Console.Write(report);

Output:

[[1], [2], [3,4,5]]
[[1], [2,3], [4,5]]
[[1], [2,3,4], [5]]
[[1,2], [3], [4,5]]
[[1,2], [3,4], [5]]
[[1,2,3], [4], [5]]

Answer 2

On way to solve such a problem is to divide and conquer. We could first solve how we compute the possible splits of an array if we only ever wanted to split into two sub arrays (k = 2).

I.e. our function, when given 1,2,3,4, should return 1|2,3,4, 1,2|3,4, and 1,2,3|4 where | marks the border between the left and right subarrays.

Note how the | starts at the left-most position (that still produces a non-empty split on the left) and gradually moves to the right, until no more non-empty split can be produced for the right.

A C# function that does this is shown below:

IEnumerable<(Memory<int>, Memory<int>)> PossibleSplits(
    Memory<int> xs) {
    for (var i = 1; i < xs.Length; i++)
        yield return (xs[..i], xs[i..]);
}

var splits = PossibleSplits(new[] { 1, 2, 3, 4, 5 }.AsMemory());

As you can see it returns a sequence of left/right tuples.

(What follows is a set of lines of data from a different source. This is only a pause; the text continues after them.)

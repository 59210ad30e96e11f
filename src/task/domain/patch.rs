//! Typed partial update for tasks.

use super::TaskStatus;
use chrono::{DateTime, Utc};

/// Partial update for a task; unset fields are left unchanged.
///
/// The patch enumerates every updatable field explicitly, so merging is a
/// single field-by-field pass rather than reflective iteration. Status and
/// progress feed the reconciliation rule; the remaining fields are applied
/// verbatim.
#[derive(Debug, Clone, Default, PartialEq, Eq)]
pub struct TaskPatch {
    pub(crate) title: Option<String>,
    pub(crate) description: Option<String>,
    pub(crate) status: Option<TaskStatus>,
    pub(crate) progress: Option<i32>,
    pub(crate) due_date: Option<DateTime<Utc>>,
}

impl TaskPatch {
    /// Creates an empty patch.
    #[must_use]
    pub fn new() -> Self {
        Self::default()
    }

    /// Sets a new title.
    #[must_use]
    pub fn with_title(mut self, title: impl Into<String>) -> Self {
        self.title = Some(title.into());
        self
    }

    /// Sets a new description.
    #[must_use]
    pub fn with_description(mut self, description: impl Into<String>) -> Self {
        self.description = Some(description.into());
        self
    }

    /// Sets a new workflow status.
    #[must_use]
    pub const fn with_status(mut self, status: TaskStatus) -> Self {
        self.status = Some(status);
        self
    }

    /// Sets a new requested progress percentage.
    #[must_use]
    pub const fn with_progress(mut self, progress: i32) -> Self {
        self.progress = Some(progress);
        self
    }

    /// Sets a new due date.
    #[must_use]
    pub const fn with_due_date(mut self, due_date: DateTime<Utc>) -> Self {
        self.due_date = Some(due_date);
        self
    }

    /// Returns `true` when no field is set.
    #[must_use]
    pub const fn is_empty(&self) -> bool {
        self.title.is_none()
            && self.description.is_none()
            && self.status.is_none()
            && self.progress.is_none()
            && self.due_date.is_none()
    }
}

I'm using Memory so no new arrays are allocated when splitting the input data.

One nice property of this function is that it returns an empty sequence when the input array's length is smaller than 2.

So how do we split to an abritrary number of splits, not only 2? One trick is to recursively split the left side of a split again until the left side becomes to small to be split.

To that end we have to modify the above function in several ways:

• The return value must change from a sequence of Memory tuples to a sequence of Memory sequences.
• i cannot always start at position 1. When splitting into an arbitrary number k of splits, our function must make sure that the left side always holds enough elements for it to be split again into at least k - 1 subarrays. Therefor i must start at k - 1.
• Obviously the function needs to call itself to become recursive. And it must do so with one of the two subarrays (we choose left) and the predecssor of k. Decrementing k accounts for the other subarray that won't be split up any further, but will be returned as part of the result of course.
• We must add an exit condition to break the recursive cycle. When k is below 2 then we cannot meaningfully split the array (regardless of its size) and just return the input array wrapped as a singleton sequence.

Below is a recursive version of the function above that does just that:

public static class Ext {
    public static IEnumerable<IEnumerable<Memory<int>>> PossibleSplits(
        this Memory<int> xs,
        int k) {
        if (k < 2) {
            yield return Enumerable.Repeat(xs, 1);
            yield break;
        }
        
        for (var i = k - 1; i < xs.Length; i++) {
            var (left, right) = (xs[..i], xs[i..]);
            foreach (var split in left.PossibleSplits(k - 1))
                yield return split.Append(right);
        }
    }
}

var splits = new[] { 1, 2, 3, 4, 5 }
    .AsMemory()
    .PossibleSplits(k: 3);

It's an extension method, just because I like them.

You asked for an efficient solution, but efficiency is relative. This solution is efficient in terms of...

• ...memory because now new arrays are allocated (hush, we don't talk about all the enumerators created by this code);
• ...laziness, because only requested values will be computed;
• ...code size.

It's not the most efficient in terms of runtime speed, because of all the overhead enumerators introduce.